WASHINGTON, D.C. (May 3, 2022)—Medicare Advantage Organizations (MAOs) sometimes delayed or denied beneficiaries access to services according to a recent Health and Human Services Office of Inspector General (OIG) report. The denials occurred even when the requests met Medicare coverage rules. MAOs also denied payments to providers for some services that met both Medicare coverage rules and MAO billing rules.
In the report the OIG noted that denied requests that meet Medicare coverage rules may prevent or delay beneficiaries from receiving medically necessary care and can burden providers. Although some of the denials reviewed were ultimately reversed by the MAOs, avoidable delays and extra steps create friction in the program and may create an administrative burden for beneficiaries, providers and MAOs.

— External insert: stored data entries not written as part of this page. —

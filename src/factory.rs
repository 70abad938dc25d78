//! Strategy registry.
//!
//! Resolves a contract-type tag to its strategy and dispatches the optional
//! capabilities. The registry is built once and never changes afterwards.

use std::str::FromStr;
use std::sync::LazyLock;

use rust_decimal::Decimal;
use strum::IntoEnumIterator;
use tracing::{debug, warn};

use crate::config::ContractConfig;
use crate::contracts::ijarah::IjarahStrategy;
use crate::contracts::mudarabah::MudarabahStrategy;
use crate::contracts::murabaha::MurabahaStrategy;
use crate::contracts::musharakah::MusharakahStrategy;
use crate::contracts::salam::SalamStrategy;
use crate::terms::ContractTerms;
use crate::traits::ContractStrategy;
use crate::types::{
    ContractError, ContractMetrics, ContractType, EarlySettlement, LossAllocation, PaymentScheduleEntry,
    ProfitDistribution, ValidationResult,
};

static GLOBAL: LazyLock<ContractStrategyFactory> = LazyLock::new(ContractStrategyFactory::new);

pub struct ContractStrategyFactory {
    strategies: Vec<Box<dyn ContractStrategy>>,
}

impl Default for ContractStrategyFactory {
    fn default() -> Self {
        Self::new()
    }
}

impl ContractStrategyFactory {
    /// Registry using the default configuration.
    pub fn new() -> Self {
        Self::build(ContractConfig::default())
    }

    /// Registry whose strategies share a custom configuration.
    pub fn with_config(config: ContractConfig) -> Result<Self, ContractError> {
        if let Err(e) = config.validate() {
            warn!(error = %e, "rejected contract configuration");
            return Err(e);
        }
        Ok(Self::build(config))
    }

    /// Registers one strategy per contract type, in declaration order.
    fn build(config: ContractConfig) -> Self {
        let strategies = ContractType::iter()
            .map(|contract_type| -> Box<dyn ContractStrategy> {
                match contract_type {
                    ContractType::Murabaha => Box::new(MurabahaStrategy::new(config.clone())),
                    ContractType::Mudarabah => Box::new(MudarabahStrategy::new(config.clone())),
                    ContractType::Musharakah => Box::new(MusharakahStrategy::new(config.clone())),
                    ContractType::Ijarah => Box::new(IjarahStrategy::new(config.clone())),
                    ContractType::Salam => Box::new(SalamStrategy::new(config.clone())),
                }
            })
            .collect();
        Self { strategies }
    }

    /// Process-wide registry with the default configuration.
    pub fn global() -> &'static Self {
        &GLOBAL
    }

    /// Looks up a strategy by tag, returning `None` for unknown tags.
    pub fn get_strategy(&self, tag: &str) -> Option<&dyn ContractStrategy> {
        match ContractType::from_str(tag) {
            Ok(contract_type) => {
                debug!(%contract_type, "resolved contract strategy");
                self.by_type(contract_type)
            }
            Err(_) => {
                warn!(tag, "unknown contract type");
                None
            }
        }
    }

    /// Resolves the strategy for a terms record by its own tag.
    pub fn strategy_for(&self, terms: &ContractTerms) -> Result<&dyn ContractStrategy, ContractError> {
        let contract_type = terms.contract_type();
        self.by_type(contract_type)
            .ok_or_else(|| ContractError::UnknownContractType(contract_type.to_string()))
    }

    fn by_type(&self, contract_type: ContractType) -> Option<&dyn ContractStrategy> {
        self.strategies
            .iter()
            .find(|s| s.contract_type() == contract_type)
            .map(|s| &**s)
    }

    /// Registered contract types, in registration order.
    pub fn available_types(&self) -> Vec<ContractType> {
        self.strategies.iter().map(|s| s.contract_type()).collect()
    }

    pub fn display_names(&self) -> Vec<(ContractType, &'static str)> {
        self.strategies
            .iter()
            .map(|s| (s.contract_type(), s.display_name()))
            .collect()
    }

    /// Validates typed terms with their own strategy.
    pub fn validate_terms(&self, terms: &ContractTerms) -> ValidationResult {
        match self.strategy_for(terms).and_then(|s| s.validate(terms)) {
            Ok(result) => result,
            Err(e) => ValidationResult::invalid(e.to_string()),
        }
    }

    /// Validates an untrusted terms record under `tag`.
    ///
    /// Never fails: unknown tags and records that do not fit the tag's term
    /// shape are reported as validation errors.
    pub fn validate_contract(&self, tag: &str, terms: &serde_json::Value) -> ValidationResult {
        let Some(strategy) = self.get_strategy(tag) else {
            return ValidationResult::invalid(format!("Unknown contract type: {}", tag));
        };
        let canonical = strategy.contract_type();

        let Some(record) = terms.as_object() else {
            return ValidationResult::invalid("Contract terms must be a JSON object");
        };
        let mut record = record.clone();

        if let Some(declared) = record.get("contractType") {
            let matches = declared
                .as_str()
                .and_then(|s| ContractType::from_str(s).ok())
                .is_some_and(|t| t == canonical);
            if !matches {
                return ValidationResult::invalid(format!(
                    "Contract type mismatch: record is tagged {} but was submitted as {}",
                    declared, canonical
                ));
            }
        }
        record.insert("contractType".to_string(), serde_json::Value::from(canonical.as_ref()));

        match serde_json::from_value::<ContractTerms>(serde_json::Value::Object(record)) {
            Ok(typed) => self.validate_terms(&typed),
            Err(e) => {
                debug!(%canonical, error = %e, "terms record failed to deserialize");
                ValidationResult::invalid(format!("Invalid {} terms: {}", canonical, e))
            }
        }
    }

    pub fn calculate_metrics(&self, terms: &ContractTerms) -> Result<ContractMetrics, ContractError> {
        self.strategy_for(terms)?.calculate_metrics(terms)
    }

    /// Payment schedule for payment-based variants.
    pub fn payment_schedule(&self, terms: &ContractTerms) -> Result<Vec<PaymentScheduleEntry>, ContractError> {
        let strategy = self.strategy_for(terms)?;
        strategy
            .as_payment_based()
            .ok_or(ContractError::UnsupportedCapability {
                contract_type: strategy.contract_type(),
                capability: "payment schedule",
            })?
            .calculate_payment_schedule(terms)
    }

    /// Early settlement for payment-based variants that offer it.
    pub fn early_settlement(&self, terms: &ContractTerms, paid_installments: u32) -> Result<EarlySettlement, ContractError> {
        let strategy = self.strategy_for(terms)?;
        strategy
            .as_payment_based()
            .filter(|payment| payment.supports_early_settlement())
            .ok_or(ContractError::UnsupportedCapability {
                contract_type: strategy.contract_type(),
                capability: "early settlement",
            })?
            .calculate_early_settlement(terms, paid_installments)
    }

    /// Profit distribution for profit-sharing variants.
    pub fn profit_distribution(&self, terms: &ContractTerms, profit: Decimal) -> Result<ProfitDistribution, ContractError> {
        let strategy = self.strategy_for(terms)?;
        strategy
            .as_profit_sharing()
            .ok_or(ContractError::UnsupportedCapability {
                contract_type: strategy.contract_type(),
                capability: "profit distribution",
            })?
            .calculate_profit_distribution(terms, profit)
    }

    pub fn loss_allocation(&self, terms: &ContractTerms, loss: Decimal) -> Result<LossAllocation, ContractError> {
        let strategy = self.strategy_for(terms)?;
        strategy
            .as_profit_sharing()
            .ok_or(ContractError::UnsupportedCapability {
                contract_type: strategy.contract_type(),
                capability: "loss allocation",
            })?
            .calculate_loss_allocation(terms, loss)
    }
}

#[cfg(test)]
mod tests {
    use super::*;
    use serde_json::json;

    #[test]
    fn test_registry_order() {
        let factory = ContractStrategyFactory::new();
        assert_eq!(
            factory.available_types(),
            vec![
                ContractType::Murabaha,
                ContractType::Mudarabah,
                ContractType::Musharakah,
                ContractType::Ijarah,
                ContractType::Salam,
            ]
        );
        assert_eq!(factory.display_names()[3].1, "Ijarah (Leasing)");
    }

    #[test]
    fn test_get_strategy() {
        let factory = ContractStrategyFactory::global();
        assert!(factory.get_strategy("takaful").is_none());
        assert!(factory.get_strategy("").is_none());

        let strategy = factory.get_strategy("Musharakah").unwrap();
        assert_eq!(strategy.contract_type(), ContractType::Musharakah);
        assert!(strategy.as_profit_sharing().is_some());
        assert!(strategy.as_payment_based().is_none());
    }

    #[test]
    fn test_validate_contract_rejects_bad_records() {
        let factory = ContractStrategyFactory::global();

        let result = factory.validate_contract("salam", &json!([1, 2]));
        assert_eq!(result.errors, vec!["Contract terms must be a JSON object".to_string()]);

        let result = factory.validate_contract("murabaha", &json!({ "costPrice": 100 }));
        assert!(!result.valid);
        assert!(result.errors[0].starts_with("Invalid murabaha terms"));

        let result = factory.validate_contract("murabaha", &json!({ "contractType": "ijarah" }));
        assert!(result.errors[0].starts_with("Contract type mismatch"));
    }

    #[test]
    fn test_registry_covers_every_contract_type() {
        let factory = ContractStrategyFactory::new();
        for contract_type in ContractType::iter() {
            let strategy = factory.by_type(contract_type).unwrap();
            assert_eq!(strategy.contract_type(), contract_type);
        }
    }

    #[test]
    fn test_early_settlement_follows_strategy_support() {
        let factory = ContractStrategyFactory::global();
        let murabaha = factory.get_strategy("murabaha").and_then(|s| s.as_payment_based()).unwrap();
        let ijarah = factory.get_strategy("ijarah").and_then(|s| s.as_payment_based()).unwrap();
        assert!(murabaha.supports_early_settlement());
        assert!(!ijarah.supports_early_settlement());

        let lease = ContractTerms::from_json(
            r#"{"contractType": "ijarah", "amount": "60000", "duration": 36,
                "assetValue": "60000", "monthlyRental": "1000"}"#,
        )
        .unwrap();
        assert_eq!(
            factory.early_settlement(&lease, 1),
            Err(ContractError::UnsupportedCapability {
                contract_type: ContractType::Ijarah,
                capability: "early settlement",
            })
        );
    }

    #[test]
    fn test_with_config_rejects_invalid() {
        let config = ContractConfig {
            ratio_tolerance: Decimal::NEGATIVE_ONE,
            ..Default::default()
        };
        assert!(ContractStrategyFactory::with_config(config).is_err());
    }
}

Examples of health care services involved in denials that met Medicare coverage rules included advanced imaging services (e.g., MRIs) and post-acute facility stays (e.g., inpatient rehabilitation).
Prior Authorization Requests
In analyzing prior authorization requests, the OIG found that, among the prior authorization requests that MAOs denied, 13% met Medicare coverage rules and likely would have been approved for these beneficiaries under traditional Medicare. Two common causes of these denials were identified. First was the use of the MAOs clinical criteria that are not contained in Medicare coverage rules (e.g., requiring an x-ray before approving more advanced imaging), which led MAOs to deny requests for services that the OIG's physician reviewers determined were medically necessary.
Second, MAOs indicated that some prior authorization requests did not have enough documentation to support approval, yet the OIG's reviewers found that the existing beneficiary medical records were sufficient to support the medical necessity of the services.
The OIG found that, among the payment requests that MAOs denied, 18% of the requests met Medicare coverage rules and MAO billing rules. Most of these payment denials were caused by human error during manual claims processing reviews (e.g., overlooking a document) and system processing errors (e.g., the MAO's system was not programmed or updated correctly).
Although the MAOs reversed some of the denied prior authorization and payment requests, these reversals often only occurred when a beneficiary or provider appealed or disputed the denial.
- Based on the audit findings the OIG recommend that CMS:
- issue new guidance on the appropriate use of MAO clinical criteria in medical necessity reviews;
- update its audit protocols to address the issues identified in this report, such as MAO use of clinical criteria and/or examining particular service types; and
- direct MAOs to take additional steps to identify and address vulnerabilities that can lead to manual review errors and system errors.
CMS agreed to all three recommendations.